WHAT IS REQUIRED »
State only how many lines in the listing contain the string "zeros".
------ PROVIDED INFORMATION ------
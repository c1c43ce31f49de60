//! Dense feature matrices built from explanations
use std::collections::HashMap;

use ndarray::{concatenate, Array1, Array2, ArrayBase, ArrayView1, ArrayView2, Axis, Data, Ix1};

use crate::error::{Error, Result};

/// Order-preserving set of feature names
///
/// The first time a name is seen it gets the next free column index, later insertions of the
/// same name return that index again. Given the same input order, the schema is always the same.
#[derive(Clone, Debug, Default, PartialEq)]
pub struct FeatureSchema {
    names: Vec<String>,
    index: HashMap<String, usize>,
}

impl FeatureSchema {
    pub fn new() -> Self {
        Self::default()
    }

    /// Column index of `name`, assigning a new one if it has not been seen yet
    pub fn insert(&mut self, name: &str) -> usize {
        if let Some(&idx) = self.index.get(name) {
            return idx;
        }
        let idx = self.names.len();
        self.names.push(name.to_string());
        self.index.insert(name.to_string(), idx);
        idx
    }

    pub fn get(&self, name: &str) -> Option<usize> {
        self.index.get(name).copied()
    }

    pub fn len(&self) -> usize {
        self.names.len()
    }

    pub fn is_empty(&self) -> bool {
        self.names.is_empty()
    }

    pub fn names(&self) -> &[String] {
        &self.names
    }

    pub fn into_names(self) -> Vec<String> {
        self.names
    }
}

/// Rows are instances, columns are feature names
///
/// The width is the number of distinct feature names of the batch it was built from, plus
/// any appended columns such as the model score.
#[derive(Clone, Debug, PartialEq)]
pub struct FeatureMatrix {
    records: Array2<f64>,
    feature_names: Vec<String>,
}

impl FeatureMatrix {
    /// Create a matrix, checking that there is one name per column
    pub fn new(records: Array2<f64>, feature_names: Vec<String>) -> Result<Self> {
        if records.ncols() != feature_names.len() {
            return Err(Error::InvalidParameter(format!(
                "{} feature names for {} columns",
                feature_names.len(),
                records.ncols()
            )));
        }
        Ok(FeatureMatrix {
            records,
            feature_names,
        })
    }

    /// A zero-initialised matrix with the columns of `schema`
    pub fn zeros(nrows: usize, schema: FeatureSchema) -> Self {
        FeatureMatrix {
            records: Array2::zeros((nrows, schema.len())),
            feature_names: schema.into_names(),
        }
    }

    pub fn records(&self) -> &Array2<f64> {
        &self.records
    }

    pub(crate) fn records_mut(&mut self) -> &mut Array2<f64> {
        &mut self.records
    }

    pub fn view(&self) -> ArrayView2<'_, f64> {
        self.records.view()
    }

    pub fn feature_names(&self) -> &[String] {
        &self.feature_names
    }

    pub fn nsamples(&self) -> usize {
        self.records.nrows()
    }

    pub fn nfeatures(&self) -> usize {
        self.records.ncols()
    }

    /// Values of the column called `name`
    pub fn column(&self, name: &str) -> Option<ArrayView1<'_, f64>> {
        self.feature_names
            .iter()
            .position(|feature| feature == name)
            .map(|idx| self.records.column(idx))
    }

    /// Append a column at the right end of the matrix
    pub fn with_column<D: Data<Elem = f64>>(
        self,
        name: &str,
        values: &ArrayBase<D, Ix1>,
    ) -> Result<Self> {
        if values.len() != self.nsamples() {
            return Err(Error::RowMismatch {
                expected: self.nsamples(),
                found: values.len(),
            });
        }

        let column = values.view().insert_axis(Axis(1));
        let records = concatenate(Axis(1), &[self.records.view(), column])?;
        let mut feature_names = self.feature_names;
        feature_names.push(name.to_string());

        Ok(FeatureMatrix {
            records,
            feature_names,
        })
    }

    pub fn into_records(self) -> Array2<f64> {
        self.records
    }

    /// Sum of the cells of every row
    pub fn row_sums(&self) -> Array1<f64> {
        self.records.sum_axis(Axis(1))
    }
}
------
------ PROVIDED INFORMATION ------
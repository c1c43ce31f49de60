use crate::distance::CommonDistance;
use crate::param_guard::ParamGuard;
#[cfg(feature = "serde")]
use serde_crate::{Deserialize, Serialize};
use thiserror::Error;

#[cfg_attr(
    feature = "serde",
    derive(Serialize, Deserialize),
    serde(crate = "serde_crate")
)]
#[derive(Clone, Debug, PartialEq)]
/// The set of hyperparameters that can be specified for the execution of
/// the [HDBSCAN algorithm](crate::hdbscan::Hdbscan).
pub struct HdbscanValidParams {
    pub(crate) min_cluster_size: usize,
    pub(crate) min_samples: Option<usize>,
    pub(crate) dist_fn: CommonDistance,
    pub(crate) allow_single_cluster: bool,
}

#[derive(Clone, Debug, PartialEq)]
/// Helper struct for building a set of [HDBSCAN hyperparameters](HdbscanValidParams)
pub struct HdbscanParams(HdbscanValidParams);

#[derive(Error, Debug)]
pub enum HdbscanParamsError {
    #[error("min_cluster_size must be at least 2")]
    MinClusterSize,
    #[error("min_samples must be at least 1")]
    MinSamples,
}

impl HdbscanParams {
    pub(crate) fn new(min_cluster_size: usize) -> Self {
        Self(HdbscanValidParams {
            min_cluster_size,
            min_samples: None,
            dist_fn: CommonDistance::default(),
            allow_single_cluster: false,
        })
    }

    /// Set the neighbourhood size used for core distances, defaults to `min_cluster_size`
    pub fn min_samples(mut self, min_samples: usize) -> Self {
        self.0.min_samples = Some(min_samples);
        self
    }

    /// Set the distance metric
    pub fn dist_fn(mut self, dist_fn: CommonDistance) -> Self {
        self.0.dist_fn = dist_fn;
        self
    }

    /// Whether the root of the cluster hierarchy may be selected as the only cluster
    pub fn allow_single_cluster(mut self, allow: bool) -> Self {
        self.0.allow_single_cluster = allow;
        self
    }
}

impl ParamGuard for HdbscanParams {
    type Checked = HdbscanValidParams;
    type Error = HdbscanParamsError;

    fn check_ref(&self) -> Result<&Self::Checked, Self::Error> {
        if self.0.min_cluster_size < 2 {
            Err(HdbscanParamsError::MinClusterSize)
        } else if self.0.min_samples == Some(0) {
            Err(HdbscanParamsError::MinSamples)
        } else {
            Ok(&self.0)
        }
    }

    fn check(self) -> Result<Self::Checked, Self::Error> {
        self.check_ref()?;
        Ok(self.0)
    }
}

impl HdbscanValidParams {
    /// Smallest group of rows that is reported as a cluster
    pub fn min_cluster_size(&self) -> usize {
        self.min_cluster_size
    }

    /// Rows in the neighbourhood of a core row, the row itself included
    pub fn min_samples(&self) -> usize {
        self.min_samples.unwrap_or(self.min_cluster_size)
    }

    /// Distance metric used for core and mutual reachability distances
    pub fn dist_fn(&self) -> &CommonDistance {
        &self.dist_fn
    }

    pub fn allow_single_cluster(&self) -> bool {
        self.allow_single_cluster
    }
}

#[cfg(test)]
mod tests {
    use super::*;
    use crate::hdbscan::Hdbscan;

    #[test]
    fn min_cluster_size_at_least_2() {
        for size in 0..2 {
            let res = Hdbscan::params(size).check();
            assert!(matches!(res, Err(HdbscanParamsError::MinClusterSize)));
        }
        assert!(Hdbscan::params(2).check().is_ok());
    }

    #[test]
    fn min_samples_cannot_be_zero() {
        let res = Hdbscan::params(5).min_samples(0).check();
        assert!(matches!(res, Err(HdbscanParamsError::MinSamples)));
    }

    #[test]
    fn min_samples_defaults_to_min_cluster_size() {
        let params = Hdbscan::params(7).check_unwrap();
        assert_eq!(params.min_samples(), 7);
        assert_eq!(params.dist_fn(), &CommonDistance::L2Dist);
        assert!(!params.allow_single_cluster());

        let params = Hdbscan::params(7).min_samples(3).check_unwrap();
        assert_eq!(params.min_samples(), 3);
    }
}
------
------ PROVIDED INFORMATION ------
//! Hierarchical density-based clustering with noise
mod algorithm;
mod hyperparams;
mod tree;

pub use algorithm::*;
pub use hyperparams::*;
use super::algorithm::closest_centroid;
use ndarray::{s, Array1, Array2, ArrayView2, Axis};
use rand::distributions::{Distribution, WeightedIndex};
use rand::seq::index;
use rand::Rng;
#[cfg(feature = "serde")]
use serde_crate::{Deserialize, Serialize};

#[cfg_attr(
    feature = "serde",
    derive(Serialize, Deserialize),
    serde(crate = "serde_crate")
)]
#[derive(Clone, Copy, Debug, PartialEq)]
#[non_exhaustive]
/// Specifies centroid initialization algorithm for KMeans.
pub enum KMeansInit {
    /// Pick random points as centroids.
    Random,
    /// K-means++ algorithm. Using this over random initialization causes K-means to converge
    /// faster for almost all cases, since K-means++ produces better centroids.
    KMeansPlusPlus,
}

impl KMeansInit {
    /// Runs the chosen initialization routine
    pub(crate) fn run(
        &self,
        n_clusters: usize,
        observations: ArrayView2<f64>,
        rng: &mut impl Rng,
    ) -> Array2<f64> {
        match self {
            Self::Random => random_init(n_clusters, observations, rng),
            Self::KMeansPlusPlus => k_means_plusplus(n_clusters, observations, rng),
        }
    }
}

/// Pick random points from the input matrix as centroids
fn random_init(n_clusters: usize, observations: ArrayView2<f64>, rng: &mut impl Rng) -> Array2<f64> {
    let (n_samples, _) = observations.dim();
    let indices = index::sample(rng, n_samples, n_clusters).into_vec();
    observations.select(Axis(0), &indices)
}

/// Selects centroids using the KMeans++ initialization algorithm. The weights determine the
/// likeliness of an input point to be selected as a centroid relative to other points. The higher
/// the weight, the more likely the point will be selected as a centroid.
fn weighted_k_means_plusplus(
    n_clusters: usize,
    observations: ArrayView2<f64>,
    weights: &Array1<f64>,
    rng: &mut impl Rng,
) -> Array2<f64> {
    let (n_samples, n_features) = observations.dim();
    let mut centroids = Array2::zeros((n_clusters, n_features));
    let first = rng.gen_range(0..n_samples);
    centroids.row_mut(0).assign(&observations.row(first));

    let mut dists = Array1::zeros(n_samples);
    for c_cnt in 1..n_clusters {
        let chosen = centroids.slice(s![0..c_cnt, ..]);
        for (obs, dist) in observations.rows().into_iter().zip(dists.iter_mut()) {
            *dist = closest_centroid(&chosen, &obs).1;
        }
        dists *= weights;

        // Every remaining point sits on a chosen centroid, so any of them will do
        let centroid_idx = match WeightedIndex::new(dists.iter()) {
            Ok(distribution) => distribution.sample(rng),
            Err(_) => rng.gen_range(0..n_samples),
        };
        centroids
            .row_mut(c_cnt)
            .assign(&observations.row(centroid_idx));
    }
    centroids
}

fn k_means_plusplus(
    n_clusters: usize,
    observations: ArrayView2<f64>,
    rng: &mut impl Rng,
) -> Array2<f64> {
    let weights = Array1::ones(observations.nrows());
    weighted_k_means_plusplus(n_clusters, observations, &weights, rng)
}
------
REPLY TO THE TASK »
4